**Work instructions**
Go through the records and report each line holding the string "async".

--------------------

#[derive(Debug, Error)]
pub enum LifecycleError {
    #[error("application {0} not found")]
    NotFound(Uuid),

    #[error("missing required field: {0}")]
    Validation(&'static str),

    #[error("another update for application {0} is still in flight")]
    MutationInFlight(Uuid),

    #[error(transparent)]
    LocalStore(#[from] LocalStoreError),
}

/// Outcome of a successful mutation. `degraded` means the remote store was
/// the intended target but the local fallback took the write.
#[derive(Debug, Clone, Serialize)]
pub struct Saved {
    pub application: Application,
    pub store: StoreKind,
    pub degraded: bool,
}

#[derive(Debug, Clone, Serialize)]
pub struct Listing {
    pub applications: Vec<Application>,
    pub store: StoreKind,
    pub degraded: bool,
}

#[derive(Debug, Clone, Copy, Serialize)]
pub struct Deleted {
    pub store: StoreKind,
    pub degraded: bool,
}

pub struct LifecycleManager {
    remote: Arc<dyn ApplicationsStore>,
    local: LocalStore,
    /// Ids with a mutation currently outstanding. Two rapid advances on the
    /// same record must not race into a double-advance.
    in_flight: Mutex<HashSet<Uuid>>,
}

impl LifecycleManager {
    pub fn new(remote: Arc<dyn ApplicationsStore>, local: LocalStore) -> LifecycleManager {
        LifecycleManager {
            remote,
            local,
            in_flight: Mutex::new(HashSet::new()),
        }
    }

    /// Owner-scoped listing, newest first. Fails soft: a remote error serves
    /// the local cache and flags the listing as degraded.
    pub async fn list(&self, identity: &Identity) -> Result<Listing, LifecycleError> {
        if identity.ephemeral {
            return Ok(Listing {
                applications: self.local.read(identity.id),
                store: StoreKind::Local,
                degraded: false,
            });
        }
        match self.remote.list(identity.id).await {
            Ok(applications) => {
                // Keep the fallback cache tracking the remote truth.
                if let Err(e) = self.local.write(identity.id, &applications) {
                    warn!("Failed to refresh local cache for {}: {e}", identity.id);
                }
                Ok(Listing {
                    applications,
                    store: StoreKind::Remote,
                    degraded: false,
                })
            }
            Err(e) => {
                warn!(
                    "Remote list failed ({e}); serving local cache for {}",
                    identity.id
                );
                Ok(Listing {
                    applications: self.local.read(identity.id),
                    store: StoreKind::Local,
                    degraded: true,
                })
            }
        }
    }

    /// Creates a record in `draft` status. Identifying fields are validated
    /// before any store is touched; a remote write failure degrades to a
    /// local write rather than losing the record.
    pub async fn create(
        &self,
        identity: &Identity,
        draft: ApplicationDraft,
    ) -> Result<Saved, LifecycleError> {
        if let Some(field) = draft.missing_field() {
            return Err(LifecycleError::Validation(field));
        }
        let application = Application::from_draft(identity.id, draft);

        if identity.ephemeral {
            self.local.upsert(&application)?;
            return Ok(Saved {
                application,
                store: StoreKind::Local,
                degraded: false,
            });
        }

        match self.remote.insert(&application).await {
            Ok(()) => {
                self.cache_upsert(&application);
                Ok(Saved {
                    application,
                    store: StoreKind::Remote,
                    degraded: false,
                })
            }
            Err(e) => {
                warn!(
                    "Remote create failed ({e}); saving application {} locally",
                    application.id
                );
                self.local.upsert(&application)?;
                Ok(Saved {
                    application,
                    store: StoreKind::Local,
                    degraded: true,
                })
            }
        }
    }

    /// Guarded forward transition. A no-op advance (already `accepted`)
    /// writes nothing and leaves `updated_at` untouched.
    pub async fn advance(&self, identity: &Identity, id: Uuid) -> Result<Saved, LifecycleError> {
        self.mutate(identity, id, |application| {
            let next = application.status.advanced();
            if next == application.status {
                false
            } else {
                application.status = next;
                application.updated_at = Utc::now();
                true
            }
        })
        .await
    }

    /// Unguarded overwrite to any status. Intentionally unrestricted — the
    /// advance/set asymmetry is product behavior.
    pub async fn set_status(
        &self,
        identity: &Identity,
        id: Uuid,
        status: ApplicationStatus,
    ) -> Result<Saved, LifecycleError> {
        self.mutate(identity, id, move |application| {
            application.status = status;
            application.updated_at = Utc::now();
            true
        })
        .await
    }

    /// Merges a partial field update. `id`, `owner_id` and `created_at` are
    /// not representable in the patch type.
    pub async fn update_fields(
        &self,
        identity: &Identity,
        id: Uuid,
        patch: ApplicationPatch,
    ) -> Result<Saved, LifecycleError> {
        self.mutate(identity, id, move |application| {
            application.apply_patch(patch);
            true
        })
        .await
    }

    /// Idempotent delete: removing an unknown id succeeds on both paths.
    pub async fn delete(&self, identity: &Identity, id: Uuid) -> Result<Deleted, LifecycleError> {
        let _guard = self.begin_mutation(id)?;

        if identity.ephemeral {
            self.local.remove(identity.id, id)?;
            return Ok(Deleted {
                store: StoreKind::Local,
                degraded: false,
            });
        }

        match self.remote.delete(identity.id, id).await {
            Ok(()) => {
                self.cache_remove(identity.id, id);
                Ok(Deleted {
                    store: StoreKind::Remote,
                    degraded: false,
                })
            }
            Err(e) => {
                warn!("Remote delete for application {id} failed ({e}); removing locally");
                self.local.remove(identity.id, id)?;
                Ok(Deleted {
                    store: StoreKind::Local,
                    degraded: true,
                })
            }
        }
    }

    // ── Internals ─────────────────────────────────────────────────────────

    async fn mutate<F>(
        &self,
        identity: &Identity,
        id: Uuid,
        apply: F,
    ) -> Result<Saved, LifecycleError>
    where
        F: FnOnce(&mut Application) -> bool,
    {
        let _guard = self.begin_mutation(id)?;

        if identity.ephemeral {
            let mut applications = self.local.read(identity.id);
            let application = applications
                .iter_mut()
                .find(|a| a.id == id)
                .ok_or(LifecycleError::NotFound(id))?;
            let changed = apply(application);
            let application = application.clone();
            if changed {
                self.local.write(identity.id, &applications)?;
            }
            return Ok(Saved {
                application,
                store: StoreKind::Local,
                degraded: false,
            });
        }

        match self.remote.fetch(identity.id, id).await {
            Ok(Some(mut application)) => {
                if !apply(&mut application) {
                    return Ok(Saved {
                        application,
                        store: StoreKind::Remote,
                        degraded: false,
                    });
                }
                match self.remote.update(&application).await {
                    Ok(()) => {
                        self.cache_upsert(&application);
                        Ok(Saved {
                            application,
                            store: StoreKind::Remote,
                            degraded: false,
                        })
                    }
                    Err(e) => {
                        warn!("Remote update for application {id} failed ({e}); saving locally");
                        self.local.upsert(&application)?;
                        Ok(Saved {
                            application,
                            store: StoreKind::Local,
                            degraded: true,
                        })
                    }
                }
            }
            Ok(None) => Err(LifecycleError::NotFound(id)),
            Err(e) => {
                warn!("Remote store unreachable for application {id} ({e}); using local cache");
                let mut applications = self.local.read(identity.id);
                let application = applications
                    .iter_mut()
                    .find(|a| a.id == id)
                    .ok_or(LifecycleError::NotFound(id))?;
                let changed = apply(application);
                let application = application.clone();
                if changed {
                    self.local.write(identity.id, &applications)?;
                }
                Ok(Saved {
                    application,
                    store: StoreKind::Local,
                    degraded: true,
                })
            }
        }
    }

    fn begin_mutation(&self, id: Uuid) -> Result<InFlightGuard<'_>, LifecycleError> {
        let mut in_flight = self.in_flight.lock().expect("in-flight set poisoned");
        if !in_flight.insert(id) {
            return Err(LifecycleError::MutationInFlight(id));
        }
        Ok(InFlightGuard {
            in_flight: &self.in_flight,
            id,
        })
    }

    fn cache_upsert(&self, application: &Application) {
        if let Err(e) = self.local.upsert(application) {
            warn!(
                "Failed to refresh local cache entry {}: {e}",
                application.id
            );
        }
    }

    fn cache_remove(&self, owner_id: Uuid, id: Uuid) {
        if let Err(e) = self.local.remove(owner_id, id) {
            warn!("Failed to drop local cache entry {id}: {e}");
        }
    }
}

--------------------

**Solution for this exercise**
    pub async fn list(&self, identity: &Identity) -> Result<Listing, LifecycleError> {
    pub async fn create(
    pub async fn advance(&self, identity: &Identity, id: Uuid) -> Result<Saved, LifecycleError> {
    pub async fn set_status(
    pub async fn update_fields(
    pub async fn delete(&self, identity: &Identity, id: Uuid) -> Result<Deleted, LifecycleError> {
    async fn mutate<F>(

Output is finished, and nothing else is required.